Once the line with "Last modification time." is found in the data, output it and each following line exactly, up to and including the line with "assert!(matches!(result, Err(StorageError::NotFound(_))));", and nothing before or after.

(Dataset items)
========

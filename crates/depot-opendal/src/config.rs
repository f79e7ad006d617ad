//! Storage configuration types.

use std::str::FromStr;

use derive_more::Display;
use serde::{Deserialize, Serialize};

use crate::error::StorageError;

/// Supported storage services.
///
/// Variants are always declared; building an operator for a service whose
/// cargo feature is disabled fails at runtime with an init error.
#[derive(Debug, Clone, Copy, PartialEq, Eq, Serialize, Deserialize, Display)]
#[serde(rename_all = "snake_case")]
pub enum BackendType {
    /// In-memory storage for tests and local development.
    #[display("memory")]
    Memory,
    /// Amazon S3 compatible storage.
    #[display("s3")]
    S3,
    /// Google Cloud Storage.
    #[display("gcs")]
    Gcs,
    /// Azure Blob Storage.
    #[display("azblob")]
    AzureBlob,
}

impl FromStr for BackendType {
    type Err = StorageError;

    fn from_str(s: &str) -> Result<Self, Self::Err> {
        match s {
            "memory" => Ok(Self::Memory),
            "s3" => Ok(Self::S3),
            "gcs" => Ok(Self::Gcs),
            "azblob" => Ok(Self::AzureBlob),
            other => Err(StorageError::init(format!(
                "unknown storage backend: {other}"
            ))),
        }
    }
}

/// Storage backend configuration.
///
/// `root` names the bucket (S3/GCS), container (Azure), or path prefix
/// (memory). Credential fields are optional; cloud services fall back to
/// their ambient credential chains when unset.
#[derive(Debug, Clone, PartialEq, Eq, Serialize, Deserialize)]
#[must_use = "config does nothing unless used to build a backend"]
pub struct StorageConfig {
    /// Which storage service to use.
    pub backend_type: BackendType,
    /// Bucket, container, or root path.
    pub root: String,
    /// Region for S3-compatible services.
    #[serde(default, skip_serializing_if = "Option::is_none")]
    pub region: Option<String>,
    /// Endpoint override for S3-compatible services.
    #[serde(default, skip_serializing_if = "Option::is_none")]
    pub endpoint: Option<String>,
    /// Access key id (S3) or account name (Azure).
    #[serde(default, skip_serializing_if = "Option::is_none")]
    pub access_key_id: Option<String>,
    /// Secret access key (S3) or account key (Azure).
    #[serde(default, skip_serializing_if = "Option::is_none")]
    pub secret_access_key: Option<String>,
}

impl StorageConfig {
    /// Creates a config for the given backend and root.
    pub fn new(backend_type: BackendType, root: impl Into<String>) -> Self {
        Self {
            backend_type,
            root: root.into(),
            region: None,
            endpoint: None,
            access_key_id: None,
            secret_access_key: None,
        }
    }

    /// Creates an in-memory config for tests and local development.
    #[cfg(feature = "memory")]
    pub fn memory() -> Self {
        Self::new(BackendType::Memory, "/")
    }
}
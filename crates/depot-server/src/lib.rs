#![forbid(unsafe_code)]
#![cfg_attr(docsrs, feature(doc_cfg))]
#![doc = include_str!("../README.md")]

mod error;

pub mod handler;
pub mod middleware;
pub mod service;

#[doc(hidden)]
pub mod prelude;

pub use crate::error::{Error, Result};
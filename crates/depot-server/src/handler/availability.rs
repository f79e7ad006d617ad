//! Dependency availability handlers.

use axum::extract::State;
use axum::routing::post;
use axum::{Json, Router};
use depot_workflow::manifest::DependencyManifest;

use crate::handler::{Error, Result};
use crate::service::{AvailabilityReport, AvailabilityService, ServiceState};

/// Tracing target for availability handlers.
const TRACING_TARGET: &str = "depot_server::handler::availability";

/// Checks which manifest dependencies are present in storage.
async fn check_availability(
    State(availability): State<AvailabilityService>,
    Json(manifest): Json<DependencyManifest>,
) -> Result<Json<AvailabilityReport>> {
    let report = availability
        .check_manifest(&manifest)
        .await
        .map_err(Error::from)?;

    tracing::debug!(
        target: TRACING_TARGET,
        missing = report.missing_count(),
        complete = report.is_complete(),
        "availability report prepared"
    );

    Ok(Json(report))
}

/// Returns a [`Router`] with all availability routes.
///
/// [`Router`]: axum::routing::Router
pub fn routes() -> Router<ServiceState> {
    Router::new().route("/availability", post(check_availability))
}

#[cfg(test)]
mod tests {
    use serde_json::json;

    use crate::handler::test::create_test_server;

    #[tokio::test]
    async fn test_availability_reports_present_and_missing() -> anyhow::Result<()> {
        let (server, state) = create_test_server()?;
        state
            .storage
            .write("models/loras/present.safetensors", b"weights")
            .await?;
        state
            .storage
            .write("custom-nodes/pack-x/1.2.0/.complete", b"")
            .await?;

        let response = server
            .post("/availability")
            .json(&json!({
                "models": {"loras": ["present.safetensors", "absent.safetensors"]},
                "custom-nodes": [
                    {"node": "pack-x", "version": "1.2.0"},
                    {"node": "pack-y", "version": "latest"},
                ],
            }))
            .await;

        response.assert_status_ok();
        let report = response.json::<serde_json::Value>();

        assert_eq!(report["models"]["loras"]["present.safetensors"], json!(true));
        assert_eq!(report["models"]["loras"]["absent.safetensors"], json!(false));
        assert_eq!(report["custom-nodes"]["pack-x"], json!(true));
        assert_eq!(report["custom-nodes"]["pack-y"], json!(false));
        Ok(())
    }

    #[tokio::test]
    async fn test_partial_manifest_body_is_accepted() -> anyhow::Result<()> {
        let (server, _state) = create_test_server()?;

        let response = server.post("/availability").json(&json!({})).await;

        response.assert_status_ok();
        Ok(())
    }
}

========

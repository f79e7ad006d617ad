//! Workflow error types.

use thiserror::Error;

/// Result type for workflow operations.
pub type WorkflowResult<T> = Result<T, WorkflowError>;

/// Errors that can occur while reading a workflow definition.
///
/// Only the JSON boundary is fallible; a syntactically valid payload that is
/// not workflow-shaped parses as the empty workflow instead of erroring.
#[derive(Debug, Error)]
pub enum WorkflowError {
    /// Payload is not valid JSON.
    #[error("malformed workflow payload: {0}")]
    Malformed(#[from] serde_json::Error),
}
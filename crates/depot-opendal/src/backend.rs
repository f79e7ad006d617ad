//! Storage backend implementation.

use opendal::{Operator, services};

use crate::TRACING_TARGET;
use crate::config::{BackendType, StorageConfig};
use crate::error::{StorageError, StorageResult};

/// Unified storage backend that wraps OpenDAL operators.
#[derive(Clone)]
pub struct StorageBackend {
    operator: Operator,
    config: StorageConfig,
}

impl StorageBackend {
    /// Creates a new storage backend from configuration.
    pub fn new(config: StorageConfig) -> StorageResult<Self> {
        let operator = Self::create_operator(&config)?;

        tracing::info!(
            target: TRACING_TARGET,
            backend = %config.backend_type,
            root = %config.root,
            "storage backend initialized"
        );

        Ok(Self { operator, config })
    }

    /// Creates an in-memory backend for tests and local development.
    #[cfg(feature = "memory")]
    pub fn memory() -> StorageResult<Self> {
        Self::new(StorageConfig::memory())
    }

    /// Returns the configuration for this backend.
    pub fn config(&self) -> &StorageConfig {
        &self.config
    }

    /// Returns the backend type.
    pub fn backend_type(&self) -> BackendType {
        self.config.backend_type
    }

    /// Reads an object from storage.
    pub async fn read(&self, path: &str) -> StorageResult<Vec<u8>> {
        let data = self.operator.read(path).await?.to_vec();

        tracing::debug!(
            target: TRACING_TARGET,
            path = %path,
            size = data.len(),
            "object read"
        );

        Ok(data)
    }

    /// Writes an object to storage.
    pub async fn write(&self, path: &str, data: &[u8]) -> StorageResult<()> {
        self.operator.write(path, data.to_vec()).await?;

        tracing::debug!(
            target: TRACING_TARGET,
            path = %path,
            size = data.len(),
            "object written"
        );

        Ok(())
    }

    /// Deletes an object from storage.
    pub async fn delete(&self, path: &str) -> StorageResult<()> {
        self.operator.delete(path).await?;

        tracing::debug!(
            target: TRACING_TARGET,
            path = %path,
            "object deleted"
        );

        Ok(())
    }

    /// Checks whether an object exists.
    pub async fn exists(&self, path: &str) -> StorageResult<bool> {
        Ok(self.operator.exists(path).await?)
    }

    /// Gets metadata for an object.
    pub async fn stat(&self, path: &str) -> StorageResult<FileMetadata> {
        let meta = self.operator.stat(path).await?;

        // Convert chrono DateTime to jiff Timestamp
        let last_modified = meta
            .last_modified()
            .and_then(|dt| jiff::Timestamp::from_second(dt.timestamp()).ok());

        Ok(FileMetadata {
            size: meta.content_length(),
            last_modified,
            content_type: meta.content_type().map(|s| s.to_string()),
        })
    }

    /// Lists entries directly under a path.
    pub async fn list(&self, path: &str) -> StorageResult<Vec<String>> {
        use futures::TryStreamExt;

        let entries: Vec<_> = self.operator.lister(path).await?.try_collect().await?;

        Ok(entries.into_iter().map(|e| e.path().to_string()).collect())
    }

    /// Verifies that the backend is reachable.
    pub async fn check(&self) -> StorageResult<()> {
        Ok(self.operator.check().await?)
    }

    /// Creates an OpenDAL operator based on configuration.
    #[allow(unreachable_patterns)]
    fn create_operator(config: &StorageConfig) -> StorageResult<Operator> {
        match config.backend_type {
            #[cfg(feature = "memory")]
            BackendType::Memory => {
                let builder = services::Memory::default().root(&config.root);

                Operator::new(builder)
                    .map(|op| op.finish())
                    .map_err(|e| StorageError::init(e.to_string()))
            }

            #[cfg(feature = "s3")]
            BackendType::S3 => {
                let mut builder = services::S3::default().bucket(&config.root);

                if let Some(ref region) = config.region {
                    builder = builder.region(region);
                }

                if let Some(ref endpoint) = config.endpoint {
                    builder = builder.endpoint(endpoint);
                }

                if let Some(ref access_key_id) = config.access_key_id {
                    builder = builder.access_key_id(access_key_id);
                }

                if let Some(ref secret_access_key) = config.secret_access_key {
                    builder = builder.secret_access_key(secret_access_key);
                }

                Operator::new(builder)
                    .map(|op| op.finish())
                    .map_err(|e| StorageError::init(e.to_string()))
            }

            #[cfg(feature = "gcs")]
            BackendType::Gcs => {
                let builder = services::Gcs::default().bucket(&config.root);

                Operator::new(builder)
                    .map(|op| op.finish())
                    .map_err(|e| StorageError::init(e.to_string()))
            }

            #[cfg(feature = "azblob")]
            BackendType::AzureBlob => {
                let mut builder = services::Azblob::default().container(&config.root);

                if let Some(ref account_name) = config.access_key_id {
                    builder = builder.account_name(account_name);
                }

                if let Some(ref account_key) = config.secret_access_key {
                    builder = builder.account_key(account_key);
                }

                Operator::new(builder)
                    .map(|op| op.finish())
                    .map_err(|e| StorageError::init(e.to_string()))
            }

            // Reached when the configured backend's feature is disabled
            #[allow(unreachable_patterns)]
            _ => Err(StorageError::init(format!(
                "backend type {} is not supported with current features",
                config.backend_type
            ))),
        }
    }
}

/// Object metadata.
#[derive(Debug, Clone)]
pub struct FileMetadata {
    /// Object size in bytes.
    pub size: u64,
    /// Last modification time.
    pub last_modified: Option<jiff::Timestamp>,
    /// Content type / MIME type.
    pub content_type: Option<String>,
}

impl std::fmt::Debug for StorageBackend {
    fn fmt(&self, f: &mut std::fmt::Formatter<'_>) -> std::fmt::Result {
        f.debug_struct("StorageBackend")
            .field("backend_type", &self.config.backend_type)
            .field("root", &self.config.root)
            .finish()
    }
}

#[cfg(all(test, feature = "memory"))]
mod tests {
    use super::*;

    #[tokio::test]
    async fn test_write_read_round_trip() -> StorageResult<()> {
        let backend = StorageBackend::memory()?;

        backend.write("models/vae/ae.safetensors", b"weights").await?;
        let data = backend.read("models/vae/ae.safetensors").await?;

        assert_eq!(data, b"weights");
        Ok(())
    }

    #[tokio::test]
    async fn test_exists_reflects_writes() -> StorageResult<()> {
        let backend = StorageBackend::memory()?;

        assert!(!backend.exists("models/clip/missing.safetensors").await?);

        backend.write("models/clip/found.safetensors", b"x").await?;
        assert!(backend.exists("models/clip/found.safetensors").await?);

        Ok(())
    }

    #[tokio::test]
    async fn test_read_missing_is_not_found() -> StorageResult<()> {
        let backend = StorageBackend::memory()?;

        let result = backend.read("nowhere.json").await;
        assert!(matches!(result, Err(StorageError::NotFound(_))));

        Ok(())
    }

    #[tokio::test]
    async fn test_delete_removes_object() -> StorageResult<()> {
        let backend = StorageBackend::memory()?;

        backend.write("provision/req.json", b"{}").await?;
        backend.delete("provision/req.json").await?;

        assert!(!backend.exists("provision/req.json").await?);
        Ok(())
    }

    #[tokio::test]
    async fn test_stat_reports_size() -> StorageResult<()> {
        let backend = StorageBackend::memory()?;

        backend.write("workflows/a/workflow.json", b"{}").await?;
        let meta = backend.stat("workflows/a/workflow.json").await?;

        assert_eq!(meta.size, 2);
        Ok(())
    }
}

========

_Answer space_:
    /// Last modification time.
    pub last_modified: Option<jiff::Timestamp>,
    /// Content type / MIME type.
    pub content_type: Option<String>,
}

impl std::fmt::Debug for StorageBackend {
    fn fmt(&self, f: &mut std::fmt::Formatter<'_>) -> std::fmt::Result {
        f.debug_struct("StorageBackend")
            .field("backend_type", &self.config.backend_type)
            .field("root", &self.config.root)
            .finish()
    }
}

#[cfg(all(test, feature = "memory"))]
mod tests {
    use super::*;

    #[tokio::test]
    async fn test_write_read_round_trip() -> StorageResult<()> {
        let backend = StorageBackend::memory()?;

        backend.write("models/vae/ae.safetensors", b"weights").await?;
        let data = backend.read("models/vae/ae.safetensors").await?;

        assert_eq!(data, b"weights");
        Ok(())
    }

    #[tokio::test]
    async fn test_exists_reflects_writes() -> StorageResult<()> {
        let backend = StorageBackend::memory()?;

        assert!(!backend.exists("models/clip/missing.safetensors").await?);

        backend.write("models/clip/found.safetensors", b"x").await?;
        assert!(backend.exists("models/clip/found.safetensors").await?);

        Ok(())
    }

    #[tokio::test]
    async fn test_read_missing_is_not_found() -> StorageResult<()> {
        let backend = StorageBackend::memory()?;

        let result = backend.read("nowhere.json").await;
        assert!(matches!(result, Err(StorageError::NotFound(_))));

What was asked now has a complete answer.